If we have time and budget, we’ll make these as interactive as possible so you can see what we’re talking about. Using tools like InVision or Solidify we can turn napkin sketches of a user interface into an interactive prototype that you can click/tap through and interact with on desktop and mobile in less than 15 minutes (for small apps). This is a great way to get a feel for what using your app will be like when we make it.
It’s important that you understand and can visualise each page and user interaction at this stage. Pretend to be a user who wants to accomplish a task using your tool and try to do it. Actually fill in the form fields if you can. Click all the links and buttons you can, including any terms and conditions and help links. How does it feel? Does the progression from page to page make sense? Does the order of the steps in the process make sense?
If the interactive version feels restrictive, print it all out. Start at the first page and try to actually perform a task using your paper prototype. When you tap a button or link, switch to the piece of paper that represents the screen that would load, and perform the next step. Write into the form fields with a pencil. Does it make sense? You’re trying to find problems like, ‘When I go through the registration process, I don’t see a home button on step two. Why is that?’ or ‘It feels like I’m entering in my details in the wrong order’. There might be a good reason that it was designed this way, or you might have discovered something we didn’t assume correctly about what you want. Make sure you ask us about the things that seem odd so we can either tell you why they’re like that, or fix it.
Once you’re happy with your prototype, grab someone in the hall that knows nothing about the project and ask them to perform a task with it as well.
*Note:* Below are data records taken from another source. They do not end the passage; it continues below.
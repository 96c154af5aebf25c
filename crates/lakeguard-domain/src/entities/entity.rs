//! Entities (tables) and fields (columns)

use crate::entities::PropertyBag;
use crate::error::Error;
use crate::value_objects::EntityError;
use serde::{Deserialize, Serialize};
use std::fmt;
use std::str::FromStr;

/// Three-part qualified name: `catalog.namespace.name`
///
/// # Example
///
/// ```
/// use lakeguard_domain::QualifiedName;
///
/// let name: QualifiedName = "main.sales.orders".parse().unwrap();
/// assert_eq!(name.namespace, "sales");
/// assert_eq!(name.to_string(), "main.sales.orders");
/// ```
#[derive(Debug, Clone, PartialEq, Eq, Hash, PartialOrd, Ord, Serialize, Deserialize)]
pub struct QualifiedName {
    /// Catalog the entity lives in
    pub catalog: String,
    /// Namespace (schema) inside the catalog
    pub namespace: String,
    /// Local entity name
    pub name: String,
}

impl QualifiedName {
    /// Create a qualified name from its parts
    pub fn new(
        catalog: impl Into<String>,
        namespace: impl Into<String>,
        name: impl Into<String>,
    ) -> Self {
        Self {
            catalog: catalog.into(),
            namespace: namespace.into(),
            name: name.into(),
        }
    }

    /// Names of the parts that are blank
    pub fn missing_parts(&self) -> Vec<&'static str> {
        [
            ("catalog", &self.catalog),
            ("namespace", &self.namespace),
            ("name", &self.name),
        ]
        .into_iter()
        .filter(|(_, value)| value.trim().is_empty())
        .map(|(part, _)| part)
        .collect()
    }

    /// Whether all three parts are present
    pub fn is_complete(&self) -> bool {
        self.missing_parts().is_empty()
    }
}

impl fmt::Display for QualifiedName {
    fn fmt(&self, f: &mut fmt::Formatter<'_>) -> fmt::Result {
        write!(f, "{}.{}.{}", self.catalog, self.namespace, self.name)
    }
}

impl FromStr for QualifiedName {
    type Err = Error;

    fn from_str(s: &str) -> Result<Self, Self::Err> {
        let parts: Vec<&str> = s.split('.').collect();
        match parts.as_slice() {
            [catalog, namespace, name]
                if !catalog.is_empty() && !namespace.is_empty() && !name.is_empty() =>
            {
                Ok(Self::new(*catalog, *namespace, *name))
            }
            _ => Err(Error::InvalidQualifiedName {
                value: s.to_string(),
            }),
        }
    }
}

/// A column-like sub-entity, owned by its [`Entity`]
#[derive(Debug, Clone, PartialEq, Eq, Serialize, Deserialize)]
pub struct Field {
    /// Column name
    pub name: String,
    /// Opaque type descriptor (e.g. `"bigint"`)
    #[serde(default)]
    pub type_text: String,
    /// Optional free-text annotation
    #[serde(default)]
    pub comment: Option<String>,
}

impl Field {
    /// Create an undocumented field
    pub fn new(name: impl Into<String>, type_text: impl Into<String>) -> Self {
        Self {
            name: name.into(),
            type_text: type_text.into(),
            comment: None,
        }
    }

    /// Attach a comment
    pub fn with_comment(mut self, comment: impl Into<String>) -> Self {
        self.comment = Some(comment.into());
        self
    }

    /// A field is documented when its comment is non-blank
    pub fn is_documented(&self) -> bool {
        self.comment.as_deref().is_some_and(|c| !c.trim().is_empty())
    }
}

/// A discovered table-like metadata record
///
/// # Example
///
/// ```
/// use lakeguard_domain::{Entity, Field, QualifiedName};
///
/// let entity = Entity::new(QualifiedName::new("main", "sales", "orders"))
///     .with_comment("Customer orders placed through the web shop")
///     .with_field(Field::new("order_id", "bigint").with_comment("Order key"))
///     .with_property("clusterByAuto", "true")
///     .with_size_bytes(4096);
///
/// assert!(entity.has_comment());
/// assert_eq!(entity.fields.len(), 1);
/// ```
#[derive(Debug, Clone, PartialEq, Eq, Serialize, Deserialize)]
pub struct Entity {
    /// Qualified name, unique within a discovery batch
    pub name: QualifiedName,
    /// Optional free-text annotation
    #[serde(default)]
    pub comment: Option<String>,
    /// Ordered column list
    #[serde(default)]
    pub fields: Vec<Field>,
    /// Arbitrary table properties
    #[serde(default)]
    pub properties: PropertyBag,
    /// Size in bytes, when discovery could resolve it
    #[serde(default)]
    pub size_bytes: Option<u64>,
}

impl Entity {
    /// Create an entity with no comment, fields, properties or size
    pub fn new(name: QualifiedName) -> Self {
        Self {
            name,
            comment: None,
            fields: Vec::new(),
            properties: PropertyBag::new(),
            size_bytes: None,
        }
    }

    /// Attach a comment
    pub fn with_comment(mut self, comment: impl Into<String>) -> Self {
        self.comment = Some(comment.into());
        self
    }

    /// Append a field
    pub fn with_field(mut self, field: Field) -> Self {
        self.fields.push(field);
        self
    }

    /// Append several fields
    pub fn with_fields(mut self, fields: impl IntoIterator<Item = Field>) -> Self {
        self.fields.extend(fields);
        self
    }

    /// Set a property
    pub fn with_property(mut self, key: impl Into<String>, value: impl Into<String>) -> Self {
        self.properties.insert(key, value);
        self
    }

    /// Record a known size
    pub fn with_size_bytes(mut self, size_bytes: u64) -> Self {
        self.size_bytes = Some(size_bytes);
        self
    }

    /// Trimmed comment, or `None` when absent or blank
    pub fn trimmed_comment(&self) -> Option<&str> {
        self.comment
            .as_deref()
            .map(str::trim)
            .filter(|c| !c.is_empty())
    }

    /// Whether the entity carries a non-blank comment
    pub fn has_comment(&self) -> bool {
        self.trimmed_comment().is_some()
    }

    /// Whether the entity lives in the namespace reserved for test fixtures
    pub fn is_test_fixture(&self, test_namespace: &str) -> bool {
        self.name.namespace == test_namespace
    }

    /// Structural checks on identity fields
    ///
    /// An entity that fails here is reported with this error attached to each
    /// of its outcomes; the rest of the batch is still evaluated.
    pub fn validate_identity(&self) -> Result<(), EntityError> {
        let missing = self.name.missing_parts();
        if !missing.is_empty() {
            return Err(EntityError::MissingIdentity {
                parts: missing.into_iter().map(String::from).collect(),
            });
        }
        if let Some(index) = self.fields.iter().position(|f| f.name.trim().is_empty()) {
            return Err(EntityError::UnnamedField { index });
        }
        Ok(())
    }
}
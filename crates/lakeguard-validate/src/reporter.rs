//! Compliance report rendering
//!
//! Renders evaluation results in two formats:
//! - JSON for CI integration and result archives
//! - Human-readable text for terminal output
//!
//! Reports themselves carry no timestamp so that re-evaluating the same batch
//! yields an identical report; the timestamp is added here at render time.

use lakeguard_domain::{ComplianceReport, ExemptionVerdict};
use serde::{Deserialize, Serialize};

/// Current UTC time in RFC 3339
pub fn timestamp_now() -> String {
    chrono::Utc::now().to_rfc3339()
}

#[derive(Serialize)]
struct Stamped<'a, T: Serialize> {
    timestamp: &'a str,
    #[serde(flatten)]
    body: &'a T,
}

#[derive(Serialize)]
struct VerdictList<'a> {
    verdicts: &'a [ExemptionVerdict],
}

/// Flat per-domain compliance record for result archives
#[derive(Debug, Clone, PartialEq, Serialize, Deserialize)]
pub struct ComplianceRecord {
    /// Compliance domain (`documentation`, `clustering`, ...)
    pub domain: String,
    /// Entities evaluated
    pub total_objects: usize,
    /// Compliant entities
    pub compliant_objects: usize,
    /// Non-compliant entities
    pub non_compliant_objects: usize,
    /// `compliant / total * 100` (0 for an empty batch)
    pub compliance_rate: f64,
    /// One line per non-compliant entity
    pub violations: Vec<String>,
    /// When the record was produced (RFC 3339)
    pub timestamp: String,
}

impl ComplianceRecord {
    /// Record for a comprehensive report
    pub fn from_report(
        domain: impl Into<String>,
        report: &ComplianceReport,
        timestamp: impl Into<String>,
    ) -> Self {
        Self {
            domain: domain.into(),
            total_objects: report.summary.total_entities,
            compliant_objects: report.summary.total_passing,
            non_compliant_objects: report.summary.total_failing,
            compliance_rate: report.summary.compliance_rate,
            violations: report
                .failing_entities()
                .map(|e| format!("{}: {}", e.entity, e.compliance_summary()))
                .collect(),
            timestamp: timestamp.into(),
        }
    }

    /// Clustering record for a list of verdicts
    #[allow(clippy::cast_precision_loss)]
    pub fn from_verdicts(verdicts: &[ExemptionVerdict], timestamp: impl Into<String>) -> Self {
        let violations: Vec<String> = verdicts
            .iter()
            .filter(|v| !v.is_compliant())
            .map(|v| format!("{}: clustering required but not configured", v.entity))
            .collect();
        let total = verdicts.len();
        let non_compliant = violations.len();
        let compliant = total - non_compliant;

        Self {
            domain: "clustering".to_string(),
            total_objects: total,
            compliant_objects: compliant,
            non_compliant_objects: non_compliant,
            compliance_rate: if total == 0 {
                0.0
            } else {
                compliant as f64 * 100.0 / total as f64
            },
            violations,
            timestamp: timestamp.into(),
        }
    }
}

/// Report generator
pub struct Reporter;

impl Reporter {
    /// JSON rendering of a report, stamped with the current time
    pub fn to_json(report: &ComplianceReport) -> String {
        Self::to_json_at(report, &timestamp_now())
    }

    /// JSON rendering of a report with an explicit timestamp
    pub fn to_json_at(report: &ComplianceReport, timestamp: &str) -> String {
        let stamped = Stamped {
            timestamp,
            body: report,
        };
        serde_json::to_string_pretty(&stamped).unwrap_or_else(|_| "{}".to_string())
    }

    /// JSON rendering of clustering verdicts, stamped with the current time
    pub fn verdicts_to_json(verdicts: &[ExemptionVerdict]) -> String {
        let stamped = Stamped {
            timestamp: &timestamp_now(),
            body: &VerdictList { verdicts },
        };
        serde_json::to_string_pretty(&stamped).unwrap_or_else(|_| "{}".to_string())
    }

    /// Human-readable rendering of a report
    pub fn to_human_readable(report: &ComplianceReport) -> String {
        Self::to_human_readable_at(report, &timestamp_now())
    }

    /// Human-readable rendering of a report with an explicit timestamp
    pub fn to_human_readable_at(report: &ComplianceReport, timestamp: &str) -> String {
        let summary = &report.summary;
        let mut output = String::new();

        output.push_str("=== Compliance Report ===\n\n");
        output.push_str(&format!("Timestamp: {timestamp}\n"));
        output.push_str(&format!(
            "Required checks: {}\n\n",
            report.required_checks.join(", ")
        ));

        output.push_str("--- Summary ---\n");
        output.push_str(&format!("Entities:         {}\n", summary.total_entities));
        output.push_str(&format!("  Passing:        {}\n", summary.total_passing));
        output.push_str(&format!("  Failing:        {}\n", summary.total_failing));
        if summary.total_skipped > 0 {
            output.push_str(&format!("  Skipped:        {}\n", summary.total_skipped));
        }
        output.push_str(&format!(
            "Compliance rate:  {:.1}%\n\n",
            summary.compliance_rate
        ));

        output.push_str("--- Checks ---\n");
        for stats in &summary.check_stats {
            output.push_str(&format!(
                "  {:<32} {} passed, {} failed, {} deferred ({:.1}%)\n",
                stats.check, stats.passed, stats.failed, stats.deferred, stats.pass_rate
            ));
        }
        output.push('\n');

        let status = if report.passed() { "PASSED" } else { "FAILED" };
        if report.cancelled {
            output.push_str(&format!("Status: {status} (cancelled)\n\n"));
        } else {
            output.push_str(&format!("Status: {status}\n\n"));
        }

        if !summary.common_failures.is_empty() {
            output.push_str("--- Common Failures ---\n");
            for (check, count) in &summary.common_failures {
                output.push_str(&format!("  {check}: {count}\n"));
            }
            output.push('\n');
        }

        let failing: Vec<_> = report.failing_entities().collect();
        if !failing.is_empty() {
            output.push_str("--- Failing Entities ---\n");
            for entity in failing {
                output.push_str(&format!(
                    "  {}: {}\n",
                    entity.entity,
                    entity.compliance_summary()
                ));
                for failure in &entity.failures {
                    output.push_str(&format!("    - {}: {}\n", failure.check, failure.reason));
                }
            }
            output.push('\n');
        }

        output
    }

    /// Human-readable rendering of clustering verdicts
    pub fn verdicts_to_human_readable(verdicts: &[ExemptionVerdict]) -> String {
        let mut output = String::new();
        output.push_str("=== Clustering Verdicts ===\n\n");

        for verdict in verdicts {
            let state = if !verdict.requires_clustering {
                format!("exempt ({})", verdict.exempt_reason)
            } else if verdict.clustering_satisfied() {
                let approaches: Vec<String> =
                    verdict.satisfied_by.iter().map(ToString::to_string).collect();
                format!("clustered via {}", approaches.join(", "))
            } else {
                "REQUIRES CLUSTERING".to_string()
            };
            output.push_str(&format!("  {}: {state}\n", verdict.entity));
            for conflict in &verdict.conflicts {
                output.push_str(&format!("    conflict: {conflict}\n"));
            }
        }

        let non_compliant = verdicts.iter().filter(|v| !v.is_compliant()).count();
        output.push_str(&format!(
            "\n{} entities, {} requiring clustering without it\n",
            verdicts.len(),
            non_compliant
        ));
        output
    }
}
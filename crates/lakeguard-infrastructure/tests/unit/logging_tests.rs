//! Logging tests

use lakeguard_infrastructure::config::LoggingConfig;
use lakeguard_infrastructure::logging::{init_logging, log_config_loaded, parse_log_level};
use std::path::Path;
use tracing::Level;

#[test]
fn test_parse_log_level() {
    assert_eq!(parse_log_level("trace").unwrap(), Level::TRACE);
    assert_eq!(parse_log_level("debug").unwrap(), Level::DEBUG);
    assert_eq!(parse_log_level("info").unwrap(), Level::INFO);
    assert_eq!(parse_log_level("warn").unwrap(), Level::WARN);
    assert_eq!(parse_log_level("warning").unwrap(), Level::WARN);
    assert_eq!(parse_log_level("error").unwrap(), Level::ERROR);
    assert_eq!(parse_log_level("INFO").unwrap(), Level::INFO);
    assert!(parse_log_level("verbose").is_err());
}

#[test]
fn test_logging_config_default() {
    let config = LoggingConfig::default();
    assert_eq!(config.level, "info");
    assert!(!config.json_format);
    assert!(config.file_output.is_none());
}

#[test]
fn test_init_logging_rejects_invalid_level() {
    let config = LoggingConfig {
        level: "chatty".to_string(),
        ..LoggingConfig::default()
    };
    assert!(init_logging(&config).is_err());
}

#[test]
fn test_init_logging_twice_fails() {
    let config = LoggingConfig::default();
    // The first call may lose the race to another test; the second never wins.
    let _ = init_logging(&config);
    assert!(init_logging(&config).is_err());
}

#[test]
fn test_log_config_loaded_does_not_panic() {
    log_config_loaded(Path::new("/tmp/lakeguard.toml"), true);
    log_config_loaded(Path::new("/tmp/absent.toml"), false);
}
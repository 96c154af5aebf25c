//! Error handling types

use thiserror::Error;

/// Result type alias for operations that can fail
pub type Result<T> = std::result::Result<T, Error>;

/// Main error type for Lakeguard
#[derive(Error, Debug)]
pub enum Error {
    /// Configuration could not be loaded or assembled
    #[error("Configuration error: {message}")]
    Configuration {
        /// Description of the configuration error
        message: String,
        /// Optional source error
        #[source]
        source: Option<Box<dyn std::error::Error + Send + Sync>>,
    },

    /// A configuration value is outside its domain
    #[error("Invalid configuration: {0}")]
    InvalidConfig(#[from] ConfigError),

    /// Two entities in the same discovery batch share a qualified name
    #[error("Duplicate entity in batch: {name}")]
    DuplicateEntity {
        /// The repeated qualified name
        name: String,
    },

    /// A qualified name string does not have three non-empty parts
    #[error("Invalid qualified name '{value}': expected catalog.namespace.name")]
    InvalidQualifiedName {
        /// The rejected input
        value: String,
    },

    /// A required check identifier is not registered
    #[error("Unknown check: {id}")]
    UnknownCheck {
        /// The unrecognised identifier
        id: String,
    },

    /// The evaluation worker pool could not be created
    #[error("Worker pool error: {message}")]
    WorkerPool {
        /// Description of the pool error
        message: String,
    },

    /// JSON parsing or serialization error
    #[error("JSON parsing error: {source}")]
    Json {
        /// The underlying JSON error
        #[from]
        source: serde_json::Error,
    },

    /// I/O operation error
    #[error("I/O error: {source}")]
    Io {
        /// The underlying I/O error
        #[from]
        source: std::io::Error,
    },
}

impl Error {
    /// Create a configuration error without a source
    pub fn configuration(message: impl Into<String>) -> Self {
        Self::Configuration {
            message: message.into(),
            source: None,
        }
    }
}

/// Configuration values rejected before any entity is evaluated
#[derive(Error, Debug, Clone, PartialEq)]
pub enum ConfigError {
    /// Numeric value outside its allowed range
    #[error("{key} must be between {min} and {max}, got {value}")]
    OutOfRange {
        /// Configuration key
        key: &'static str,
        /// Rejected value
        value: String,
        /// Inclusive lower bound
        min: String,
        /// Inclusive upper bound
        max: String,
    },

    /// Value that must be strictly positive was zero
    #[error("{key} must be greater than zero")]
    Zero {
        /// Configuration key
        key: &'static str,
    },

    /// Required string or list is empty
    #[error("{key} cannot be empty")]
    Empty {
        /// Configuration key
        key: &'static str,
    },

    /// Pattern that cannot be compiled
    #[error("invalid pattern '{pattern}' in {key}: {reason}")]
    InvalidPattern {
        /// Configuration key
        key: &'static str,
        /// The rejected pattern
        pattern: String,
        /// Why it was rejected
        reason: String,
    },

    /// Test fixture threshold larger than the production threshold
    #[error(
        "test_size_threshold_bytes ({test}) must not exceed size_threshold_bytes ({production})"
    )]
    TestThresholdAboveProduction {
        /// Test fixture threshold
        test: u64,
        /// Production threshold
        production: u64,
    },
}
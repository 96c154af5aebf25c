//! Layered configuration loading
//!
//! Builds an [`AppConfig`] from built-in defaults, an optional `lakeguard.toml`
//! and `LAKEGUARD__` environment variables, then rejects it unless every
//! compliance option is usable by the evaluator.

use crate::config::AppConfig;
use crate::constants::{
    CONFIG_ENV_PREFIX, CONFIG_ENV_SEPARATOR, DEFAULT_CONFIG_DIR, DEFAULT_CONFIG_FILENAME,
};
use crate::error_ext::ErrorContext;
use crate::logging::{log_config_loaded, parse_log_level};
use figment::Figment;
use figment::providers::{Env, Format, Serialized, Toml};
use lakeguard_domain::error::Result;
use lakeguard_validate::CheckRegistry;
use std::env;
use std::path::{Path, PathBuf};
use tracing::debug;

/// Where to read configuration from
#[derive(Debug, Clone)]
pub struct ConfigLoader {
    /// Explicit file; `None` searches the default locations
    config_path: Option<PathBuf>,

    /// Prefix before the first `__` of an override variable
    env_prefix: String,
}

impl Default for ConfigLoader {
    fn default() -> Self {
        Self::new()
    }
}

impl ConfigLoader {
    /// Loader searching the default locations with the `LAKEGUARD` prefix
    pub fn new() -> Self {
        Self {
            config_path: None,
            env_prefix: CONFIG_ENV_PREFIX.to_string(),
        }
    }

    /// Read this file instead of searching; a missing file is not an error
    pub fn with_config_path<P: AsRef<Path>>(mut self, path: P) -> Self {
        self.config_path = Some(path.as_ref().to_path_buf());
        self
    }

    /// Read overrides from `<prefix>__SECTION__KEY` instead
    pub fn with_env_prefix<S: Into<String>>(mut self, prefix: S) -> Self {
        self.env_prefix = prefix.into();
        self
    }

    /// Merge defaults, the file and the environment, later layers winning
    ///
    /// `LAKEGUARD__COMPLIANCE__MINIMUM_COMMENT_LENGTH=25` sets
    /// `compliance.minimum_comment_length`. Fails on out-of-range values,
    /// malformed critical patterns, unknown required checks or an unknown log
    /// level.
    pub fn load(&self) -> Result<AppConfig> {
        let mut figment = Figment::new().merge(Serialized::defaults(AppConfig::default()));

        if let Some(config_path) = &self.config_path {
            if config_path.exists() {
                figment = figment.merge(Toml::file(config_path));
                log_config_loaded(config_path, true);
            } else {
                log_config_loaded(config_path, false);
            }
        } else if let Some(default_path) = Self::find_default_config_path() {
            figment = figment.merge(Toml::file(&default_path));
            log_config_loaded(&default_path, true);
        }

        let env_prefix = format!("{}{CONFIG_ENV_SEPARATOR}", self.env_prefix);
        figment = figment.merge(Env::prefixed(&env_prefix).split(CONFIG_ENV_SEPARATOR));

        let app_config: AppConfig = figment
            .extract()
            .context("Failed to extract configuration")?;

        validate_app_config(&app_config)?;
        debug!(
            required_checks = app_config.compliance.comprehensive_required_checks.len(),
            "Configuration validated"
        );

        Ok(app_config)
    }

    /// Read every layer again
    pub fn reload(&self) -> Result<AppConfig> {
        self.load()
    }

    /// Write `config` as TOML that [`ConfigLoader::load`] reads back unchanged
    pub fn save_to_file<P: AsRef<Path>>(&self, config: &AppConfig, path: P) -> Result<()> {
        let toml_string =
            toml::to_string_pretty(config).context("Failed to serialize config to TOML")?;

        let path = path.as_ref();
        std::fs::write(path, toml_string)
            .with_context(|| format!("Failed to write config file {}", path.display()))?;

        Ok(())
    }

    /// Explicit file, if one was set
    pub fn config_path(&self) -> Option<&Path> {
        self.config_path.as_deref()
    }

    /// First of `./lakeguard.toml`, `./lakeguard/lakeguard.toml`, the user config
    /// dir and `~/.lakeguard/` that exists
    fn find_default_config_path() -> Option<PathBuf> {
        let current_dir = env::current_dir().ok()?;

        let candidates = vec![
            current_dir.join(DEFAULT_CONFIG_FILENAME),
            current_dir
                .join(DEFAULT_CONFIG_DIR)
                .join(DEFAULT_CONFIG_FILENAME),
            dirs::config_dir()
                .map(|d| d.join(DEFAULT_CONFIG_DIR).join(DEFAULT_CONFIG_FILENAME))
                .unwrap_or_default(),
            dirs::home_dir()
                .map(|d| {
                    d.join(format!(".{DEFAULT_CONFIG_DIR}"))
                        .join(DEFAULT_CONFIG_FILENAME)
                })
                .unwrap_or_default(),
        ];

        candidates
            .into_iter()
            .find(|path| !path.as_os_str().is_empty() && path.exists())
    }
}

/// Everything the evaluator would otherwise reject on first use
fn validate_app_config(config: &AppConfig) -> Result<()> {
    parse_log_level(&config.logging.level)?;
    config.check_context()?;
    CheckRegistry::standard().resolve_all(&config.compliance.comprehensive_required_checks)?;
    Ok(())
}
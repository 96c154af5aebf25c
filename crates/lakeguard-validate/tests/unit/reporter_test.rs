//! Tests for report rendering

use crate::test_utils::{clustering_json, ctx, entity, well_documented};
use lakeguard_validate::{ComplianceRecord, ComprehensiveEvaluator, Reporter, resolve_batch};

const STAMP: &str = "2026-01-01T00:00:00+00:00";

fn mixed_report() -> lakeguard_domain::ComplianceReport {
    let evaluator = ComprehensiveEvaluator::with_defaults().expect("Default evaluator should build");
    evaluator.evaluate(&[
        well_documented("orders"),
        entity("scratch").with_comment("TODO"),
    ])
}

#[test]
fn test_json_report_is_stamped() {
    let json = Reporter::to_json_at(&mixed_report(), STAMP);
    let value: serde_json::Value = serde_json::from_str(&json).expect("Report JSON should parse");
    assert_eq!(value["timestamp"], STAMP);
    assert_eq!(value["summary"]["total_entities"], 2);
    assert_eq!(value["summary"]["total_failing"], 1);
    assert_eq!(value["cancelled"], false);
    assert_eq!(
        value["entities"][1]["entity"]["name"],
        serde_json::json!("scratch")
    );
}

#[test]
fn test_json_report_with_current_time() {
    let json = Reporter::to_json(&mixed_report());
    let value: serde_json::Value = serde_json::from_str(&json).expect("Report JSON should parse");
    assert!(value["timestamp"].is_string());
}

#[test]
fn test_human_readable_report() {
    let text = Reporter::to_human_readable_at(&mixed_report(), STAMP);
    assert!(text.contains("=== Compliance Report ==="));
    assert!(text.contains(&format!("Timestamp: {STAMP}")));
    assert!(text.contains("Compliance rate:  50.0%"));
    assert!(text.contains("Status: FAILED"));
    assert!(text.contains("--- Failing Entities ---"));
    assert!(text.contains("main.sales.scratch: Passed: 3/5 checks."));
    assert!(text.contains("    - no_placeholder_comments: comment 'TODO' is placeholder text"));
    assert!(!text.contains("main.sales.orders:"));
}

#[test]
fn test_human_readable_passing_report() {
    let evaluator = ComprehensiveEvaluator::with_defaults().expect("Default evaluator should build");
    let report = evaluator.evaluate(&[well_documented("orders")]);
    let text = Reporter::to_human_readable_at(&report, STAMP);
    assert!(text.contains("Status: PASSED"));
    assert!(!text.contains("--- Failing Entities ---"));
}

#[test]
fn test_verdict_rendering() {
    let entities = vec![
        entity("excluded")
            .with_property("cluster_exclusion", "true")
            .with_property("clusteringColumns", &clustering_json(&["a"])),
        entity("small").with_size_bytes(1),
        entity("bare"),
    ];
    let verdicts = resolve_batch(&entities, &ctx());

    let text = Reporter::verdicts_to_human_readable(&verdicts);
    assert!(text.contains("main.sales.excluded: exempt (manual)"));
    assert!(text.contains("conflict: main.sales.excluded is manually excluded"));
    assert!(text.contains("main.sales.small: exempt (size)"));
    assert!(text.contains("main.sales.bare: REQUIRES CLUSTERING"));
    assert!(text.contains("3 entities, 1 requiring clustering without it"));

    let json = Reporter::verdicts_to_json(&verdicts);
    let value: serde_json::Value = serde_json::from_str(&json).expect("Verdict JSON should parse");
    assert_eq!(value["verdicts"][0]["exempt_reason"], "manual");
    assert_eq!(
        value["verdicts"][0]["conflicts"][0]["kind"],
        "explicit_columns_with_exclusion"
    );
}

#[test]
fn test_compliance_record_from_report() {
    let record = ComplianceRecord::from_report("documentation", &mixed_report(), STAMP);
    assert_eq!(record.domain, "documentation");
    assert_eq!(record.total_objects, 2);
    assert_eq!(record.compliant_objects, 1);
    assert_eq!(record.non_compliant_objects, 1);
    assert!((record.compliance_rate - 50.0).abs() < f64::EPSILON);
    assert_eq!(record.violations.len(), 1);
    assert!(record.violations[0].starts_with("main.sales.scratch: "));
    assert_eq!(record.timestamp, STAMP);
}

#[test]
fn test_compliance_record_from_verdicts() {
    let entities = vec![entity("small").with_size_bytes(1), entity("bare")];
    let verdicts = resolve_batch(&entities, &ctx());
    let record = ComplianceRecord::from_verdicts(&verdicts, STAMP);
    assert_eq!(record.domain, "clustering");
    assert_eq!(record.non_compliant_objects, 1);
    assert!((record.compliance_rate - 50.0).abs() < f64::EPSILON);

    let empty = ComplianceRecord::from_verdicts(&[], STAMP);
    assert!(empty.compliance_rate.abs() < f64::EPSILON);
}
The more you can flesh out what you want here, the more efficient and less costly the development process will be. This also sends a clear signal to your developers that you’re working with them and understand the documents they’ve given you.
Rule Three: Stay firm
Once you’ve started the development process, the best thing you can do to preserve your deadline and budget is to let your software get created as it was specified. You can always release another version or support for another platform later. Keep your scope as razor-focused on your original goal as possible. Scope changes get more and more expensive the later they’re introduced.
Sometimes changes are unavoidable (eg. a new legal requirement means it has to work differently) but be realistic if we say it will cost more or take longer. Creating quality software takes time.
If you do have to change the app as it’s getting created, approach it sympathetically. Try to make your feedback as constructive as possible. Give consideration to the developers who have spent many hours trying to deliver a good product for you based on their understanding of your requirements. Avoid jumping to the conclusion that something is wrong, and give them a chance to work with you to solve the problem.
Stay open to possibilities, even though initially your requests may be met with a ‘No, that can’t be done’. Acknowledge the hard work they’ve done and that your requirements are new and different. Offer them the flexibility to solve the problem for you. Who knows? The developers may be able to deliver something new and innovative that you never even dreamed possible.
Allow us to discover what it is that you want together. Visualise what we’re going to create for you. Finally, once we’ve agreed to a solution, focus on sticking to the plan. By following these simple rules, your brand’s digital work will be executed in an economical and efficient fashion with the greatest possible quality. That’s what we’re all trying to achieve.